Havia uma frase catita mas que, por razões de força maior, não pôde comparecer. Faz de conta que isto é um blog de comédia.

Fino Recorte

Havia uma frase catita mas que, por razões de força maior, não pôde comparecer. Faz de conta que isto é um blog de comédia.


Roberto Gamito

26.01.22

Quando nos damos conta de que nenhuma motivação humana é compatível com o infinito, que fomos ludibriados com a suposta ligação com o Altíssimo, que não foi suficiente aquecermo-nos no interior putrefacto do cadáver de Deus, de que não vale a pena encetar a dança com um gesto derradeiro, que é impossível fugir da guilhotina perdigueira, a qual paira em cima dos nossos actos, o cérebro, feito em papa, já não logra esconder a sua loucura. As palavras claudicam e regressamos à animalidade.

Já não tendo lugar no seio da ficção, escorraçados pela verdade ríspida, sozinhos, qual Adão amputado da sua Eva, olhamo-nos no espelho sem nos reconhecermos. O teu nome é, na verdade, o teu pseudónimo. Tu és um outro que ignoras. A estupefacção tumultua a respiração mas logo se regulariza, arrefeces e endureces nas mãos do imprevisível. Efémero de plasticina, experimentas o cardápio da rigidez.

Agarrando o papel de medroso, personagem com mais saída neste século, tudo passa a conspirar contra ti. O cinismo virou-se contra o cínico, és vitima da subjetividade desdobrada em carrascos. Semeias cadafalsos em cada pegada.
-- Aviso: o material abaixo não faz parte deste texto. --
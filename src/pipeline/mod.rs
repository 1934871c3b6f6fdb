//! The conversion pipeline:
//!
//! ```text
//! load (+dedup) -> sort nodes, edges by second -> pass 1 (relabel second, degrees, mapping)
//!               -> sort edges by first -> pass 2 (relabel first, write) -> done
//! ```
//!
//! Every stage consumes the output of the previous one exactly once, in sorted
//! order. Only the node collection is read twice.

pub mod dedup;
pub mod files;
mod load;
pub mod relabel;

pub use dedup::{DedupFilter, DedupSummary};
pub use files::{convert_files, FileConversion};

use std::{io::Write, time::Instant};

use anyhow::Context;
use tracing::{debug, info};

use crate::{
    edgelist::EdgeSink,
    extsort::{ExternalSorter, SorterConfig},
    graph::*,
    report::ConversionReport,
};

#[derive(Debug, Clone, Default)]
pub struct ConvertOptions {
    pub remove_multi_edges: bool,
    pub sorter: SorterConfig,
}

/// Relabels `edges` to dense ranks and forwards them, sorted by `(first, second)`,
/// to the sink returned by `open_output`.
///
/// `expected_edges` is only used for progress reports. `open_output` is called
/// once the final number of edges is known and receives it as size hint. If
/// `mapping` is given, it receives the original id of every node in rank order.
pub fn convert<I, S, F>(
    edges: I,
    expected_edges: NumEdges,
    options: &ConvertOptions,
    open_output: F,
    mapping: Option<&mut dyn Write>,
) -> anyhow::Result<(ConversionReport, S)>
where
    I: Iterator<Item = std::io::Result<Edge>>,
    S: EdgeSink,
    F: FnOnce(NumEdges) -> std::io::Result<S>,
{
    let config = &options.sorter;

    let start = Instant::now();
    let mut nodes = ExternalSorter::<Node, Ascending>::new("nodes", config.clone());
    let mut by_second = ExternalSorter::<Edge, BySecond>::new("edges-by-second", config.clone());

    let loaded = load::load_edges(
        edges,
        expected_edges,
        options.remove_multi_edges,
        config,
        &mut nodes,
        &mut by_second,
    )?;
    let number_of_edges = by_second.size();

    nodes.sort().context("Failed to sort nodes")?;
    by_second.sort().context("Failed to sort edges by second node")?;
    info!(
        "Load and sort finished in {:.1}s; {} node occurrences, {} edges",
        start.elapsed().as_secs_f64(),
        nodes.size(),
        number_of_edges
    );

    let start = Instant::now();
    let mut by_first = ExternalSorter::<Edge, ByFirst>::new("edges-by-first", config.clone());
    let (pass, rewound_nodes) = relabel::relabel_second(
        nodes.stream().context("Failed to read nodes")?,
        by_second.stream().context("Failed to read edges")?,
        &mut by_first,
        mapping,
    )?;
    drop(by_second);

    by_first.sort().context("Failed to sort edges by first node")?;
    info!(
        "First join finished in {:.1}s; {} nodes",
        start.elapsed().as_secs_f64(),
        pass.number_of_nodes
    );

    let total_in_degree = pass.distribution.total_in_degree();
    let total_out_degree = pass.distribution.total_out_degree();

    assert_eq!(pass.distribution.number_of_nodes(), pass.number_of_nodes);
    assert_eq!(total_in_degree, total_out_degree);
    assert_eq!(total_in_degree + total_out_degree, nodes.size());
    assert_eq!(total_in_degree + total_out_degree, 2 * number_of_edges);

    let start = Instant::now();
    let mut output = open_output(number_of_edges).context("Failed to open output")?;
    let written = relabel::relabel_first(
        rewound_nodes,
        by_first.stream().context("Failed to read edges")?,
        &mut output,
    )?;
    assert_eq!(written, number_of_edges);
    debug!(
        "Second join finished in {:.1}s",
        start.elapsed().as_secs_f64()
    );

    let report = ConversionReport {
        input_edges: loaded.input_edges,
        removed_duplicates: loaded.removed_duplicates,
        number_of_edges,
        number_of_nodes: pass.number_of_nodes,
        largest_input_id: pass.largest_input_id,
        degree_distribution: pass.distribution,
        total_in_degree,
        total_out_degree,
    };

    Ok((report, output))
}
Prometidos aos abutres e às horas silenciosas da última horizontalidade, o quotidiano ensina-nos danças bafientas que apodrecem a nossa verticalidade. Ante a promessa de salvação, resolvemos encetar um questionamento perpétuo, afugentando anjos à paisana. No pino da demência, projectamos os nossos desígnios febris — o tal exército de febres — sobre uma migalha. Doravante cuidadores dessa migalha, cremos ver nela uma semente de cosmos. Trata-se de uma agressão perpétua ao insignificante.

A noite humilha as nossas ficções e obriga-nos a considerar o precipício. Desarmados de sonhos, eis-nos submetidos aos apetites das musas tornadas hienas, subservientes face à sua fome. Mantermo-nos de pé quando cercados de mandíbulas ababalhadas é uma espécie de fanatismo.

O coração distancia-se do mundo, o cérebro torna-se eremita e o estômago metamorfoseia-se na biblioteca dos projectos abortados. Esta estagnação de órgãos, esta bomba-relógio nas faculdades, ensinar-te-á o itinerário da cólera. O desabrochar da sede de sangue revela o homem verdadeiro face ao qual o nosso conhecimento, pilhas e pilhas de lérias, se releva ridículo.